Athletic Director Jim Weaver and Beamer both emphasized that Beamer might coach beyond the length of this extension, which runs through 2016. Weaver referenced 84-year-old Penn State Coach Joe Paterno, and indicated the special assistant role was only for “when Frank is ready to stop coaching.”
“What I think is important for both sides is that it’s not awkward at the end, whenever the end is. I don’t plan it being any time soon,” said Beamer, who will be 70 years old in 2016. He told reporters following the Hokies’ win over Appalachian State last Saturday that he wants to remain coach past the 2016 season.
“I think I’ll know exactly when is the right time to finish up coaching at Virginia Tech,” Beamer said. “I think so much of this place. It’s been so good to me, and when the right time is, I think I’ll know.”
Beamer’s current seven-year contract runs through the 2012 season, and the extension will begin on Jan. 1, 2013. It calls for Beamer to earn a base salary of about $285,000, a figure that will increase by five percent every season. There’s also a yearly retention incentive of $2,020,672 that will increase by $100,000 following the conclusion of each year of the contract.
That puts Beamer’s guaranteed income at just more than $2.3 million for 2013, not including postseason bonuses and various other incentives tied to the athletic department’s contract with Nike. In comparison, Beamer will make about $2.093 million in guaranteed income for 2011.
Weaver said the extension also includes a stipulation that either side can terminate the contract after Jan. 1, 2013, as long as there are 10 days of notification provided. If that were to happen, Beamer’s eight-year agreement to move into a special assistant role would begin almost immediately.
“We wanted to do something that’s right for the university, right for Frank and a way to say thank you for a terrific career,” Weaver said. “We know when we have a good thing going on, and we’re not about to do anything to dismantle it.”
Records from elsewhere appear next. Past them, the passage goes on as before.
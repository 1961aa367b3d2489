use std::sync::Arc;

use anyhow::Context;
use axum::{extract::State, http::StatusCode, Json};
use serde::{Deserialize, Serialize};

use crate::{
    auth, catalog::FieldError, db, error::AppError, models::UserProfile, password, AppState,
};

const USERNAME_MAX: usize = 180;
const PASSWORD_MIN: usize = 6;
const PASSWORD_MAX: usize = 4096;
const FORBIDDEN_USERNAME_CHARS: [char; 9] = ['/', '(', ')', '"', '<', '>', '\\', '{', '}'];

#[derive(Debug, Deserialize)]
pub struct RegisterRequest {
    pub username: String,
    pub password: String,
}

#[derive(Debug, Deserialize)]
pub struct LoginRequest {
    pub username: String,
    pub password: String,
}

#[derive(Debug, Serialize)]
pub struct AuthResponse {
    /// JWT for backend API authentication
    pub access_token: String,
    pub user: UserProfile,
}

impl RegisterRequest {
    /// Returns the trimmed username when every rule holds
    pub fn validate(&self) -> Result<String, Vec<FieldError>> {
        let mut errors = Vec::new();

        let username = self.username.trim();
        if username.is_empty() {
            errors.push(FieldError::new("username", "Please enter a username"));
        } else if username.chars().count() > USERNAME_MAX {
            errors.push(FieldError::new(
                "username",
                format!("Username should not be longer than {} characters", USERNAME_MAX),
            ));
        } else if username.chars().any(|c| FORBIDDEN_USERNAME_CHARS.contains(&c)) {
            errors.push(FieldError::new(
                "username",
                format!("{} is not a valid username", username),
            ));
        }

        let password_length = self.password.chars().count();
        if password_length < PASSWORD_MIN {
            errors.push(FieldError::new(
                "password",
                format!("Your password should be at least {} characters", PASSWORD_MIN),
            ));
        } else if password_length > PASSWORD_MAX {
            errors.push(FieldError::new(
                "password",
                format!("Your password should not be longer than {} characters", PASSWORD_MAX),
            ));
        }

        if errors.is_empty() {
            Ok(username.to_string())
        } else {
            Err(errors)
        }
    }
}

fn invalid_credentials() -> AppError {
    AppError::Unauthorized("invalid username or password".to_string())
}

fn issue_token(state: &AppState, profile: &UserProfile) -> Result<String, AppError> {
    auth::generate_token(
        profile.user_id,
        &profile.username,
        profile.is_admin,
        &state.config.security.jwt_secret,
    )
    .context("Failed to generate JWT token")
    .map_err(AppError::from)
}

/// Create an account and log it in
pub async fn register(
    State(state): State<Arc<AppState>>,
    Json(payload): Json<RegisterRequest>,
) -> Result<(StatusCode, Json<AuthResponse>), AppError> {
    let username = payload.validate()?;

    // Argon2 is CPU bound, keep it off the async workers
    let plain = payload.password;
    let password_hash = tokio::task::spawn_blocking(move || password::hash_password(&plain))
        .await
        .context("Password hashing task failed")?
        .map_err(|e| anyhow::anyhow!("Failed to hash password: {}", e))?;

    let is_admin = state.config.is_admin_username(&username);
    let user = db::queries::create_user(&state.db, &username, &password_hash, is_admin)
        .await
        .map_err(|e| match AppError::from(e) {
            AppError::Conflict(_) => AppError::Conflict("username is already taken".to_string()),
            other => other,
        })?;

    tracing::info!(
        "Registered user: {} (ID: {}, admin: {})",
        user.username,
        user.user_id,
        user.is_admin
    );

    let profile = user.to_profile();
    let access_token = issue_token(&state, &profile)?;
    Ok((
        StatusCode::CREATED,
        Json(AuthResponse {
            access_token,
            user: profile,
        }),
    ))
}

pub async fn login(
    State(state): State<Arc<AppState>>,
    Json(payload): Json<LoginRequest>,
) -> Result<Json<AuthResponse>, AppError> {
    let user = db::queries::get_user_by_username(&state.db, payload.username.trim())
        .await?
        .ok_or_else(|| {
            tracing::debug!("Login attempt for unknown user: {}", payload.username);
            invalid_credentials()
        })?;

    let expected_hash = user.password_hash.clone();
    let candidate = payload.password;
    let verified =
        tokio::task::spawn_blocking(move || password::verify_password(&expected_hash, &candidate))
            .await
            .context("Password verification task failed")?;

    if !verified {
        tracing::warn!("Failed login for user: {} ({})", user.username, user.user_id);
        return Err(invalid_credentials());
    }

    tracing::info!("Successfully authenticated user: {} ({})", user.username, user.user_id);

    let profile = user.to_profile();
    let access_token = issue_token(&state, &profile)?;
    Ok(Json(AuthResponse {
        access_token,
        user: profile,
    }))
}

/// Get current user info from database
pub async fn get_current_user(
    user: auth::AuthenticatedUser,
    State(state): State<Arc<AppState>>,
) -> Result<Json<UserProfile>, AppError> {
    tracing::debug!(
        "Getting user info for authenticated user: {} ({})",
        user.username,
        user.user_id
    );

    let db_user = db::queries::get_user(&state.db, user.user_id)
        .await?
        .ok_or_else(|| AppError::NotFound(format!("user {}", user.user_id)))?;

    Ok(Json(db_user.to_profile()))
}

#[cfg(test)]
mod tests {
    use super::*;
    use chrono::Utc;
    use tokio_test::{assert_err, assert_ok};
    use uuid::Uuid;

    fn request(username: &str, password: &str) -> RegisterRequest {
        RegisterRequest {
            username: username.to_string(),
            password: password.to_string(),
        }
    }

    #[test]
    fn test_valid_registration() {
        let username = assert_ok!(request("  player_one ", "secret-pass").validate());
        assert_eq!(username, "player_one");
    }

    #[test]
    fn test_blank_username_is_rejected() {
        let errors = assert_err!(request("   ", "secret-pass").validate());
        assert_eq!(errors[0].field, "username");
    }

    #[test]
    fn test_username_length_limit() {
        assert_ok!(request(&"a".repeat(USERNAME_MAX), "secret-pass").validate());
        assert_err!(request(&"a".repeat(USERNAME_MAX + 1), "secret-pass").validate());
    }

    #[test]
    fn test_username_limit_counts_code_points() {
        // 100 visible letters stored as 200 code points in VARCHAR(180)
        let name = "o\u{308}".repeat(100);
        let errors = assert_err!(request(&name, "secret-pass").validate());
        assert_eq!(errors[0].field, "username");
    }

    #[test]
    fn test_username_with_forbidden_characters_is_rejected() {
        for c in FORBIDDEN_USERNAME_CHARS {
            let name = format!("mario{}", c);
            assert_err!(request(&name, "secret-pass").validate());
        }
    }

    #[test]
    fn test_short_password_is_rejected() {
        let errors = assert_err!(request("mario", "12345").validate());
        assert_eq!(errors.len(), 1);
        assert_eq!(errors[0].field, "password");
    }

    #[test]
    fn test_both_fields_reported() {
        let errors = assert_err!(request("", "").validate());
        let fields: Vec<&str> = errors.iter().map(|e| e.field.as_str()).collect();
        assert_eq!(fields, vec!["username", "password"]);
    }

    #[test]
    fn test_login_request_deserialization() {
        let json = r#"{"username": "mario", "password": "itsame"}"#;
        let request: LoginRequest = serde_json::from_str(json).unwrap();
        assert_eq!(request.username, "mario");
        assert_eq!(request.password, "itsame");
    }

    #[test]
    fn test_auth_response_serialization() {
        let response = AuthResponse {
            access_token: "jwt_token_here".to_string(),
            user: UserProfile {
                user_id: Uuid::nil(),
                username: "mario".to_string(),
                is_admin: true,
                created_at: Utc::now(),
            },
        };

        let json = serde_json::to_string(&response).unwrap();
        assert!(json.contains("jwt_token_here"));
        assert!(json.contains("\"is_admin\":true"));
        assert!(!json.contains("password"));
    }
}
As he discussed Beamer’s future role as a special assistant to the athletic director, Weaver offered perhaps the most notable statement Tuesday when he told reporters, “My only hope is I’m the guy sitting beside him and working with him in that eight-year period.”
That represents a change from Weaver’s previous stance. After being diagnosed with Parkinson’s disease in 2004 and suffering through severe back problems in recent years, Weaver had indicated that his term as athletic director would end in 2015 when his current contract expires.
Weaver, 66, said Tuesday he might need another procedure on his back in the near future, but he hopes his health will hold up well enough so that he can emulate his longtime football coach and remain in his current role at Virginia Tech for the foreseeable future.
“I have a 10-year-old at home that kind of likes this gig,” Weaver said.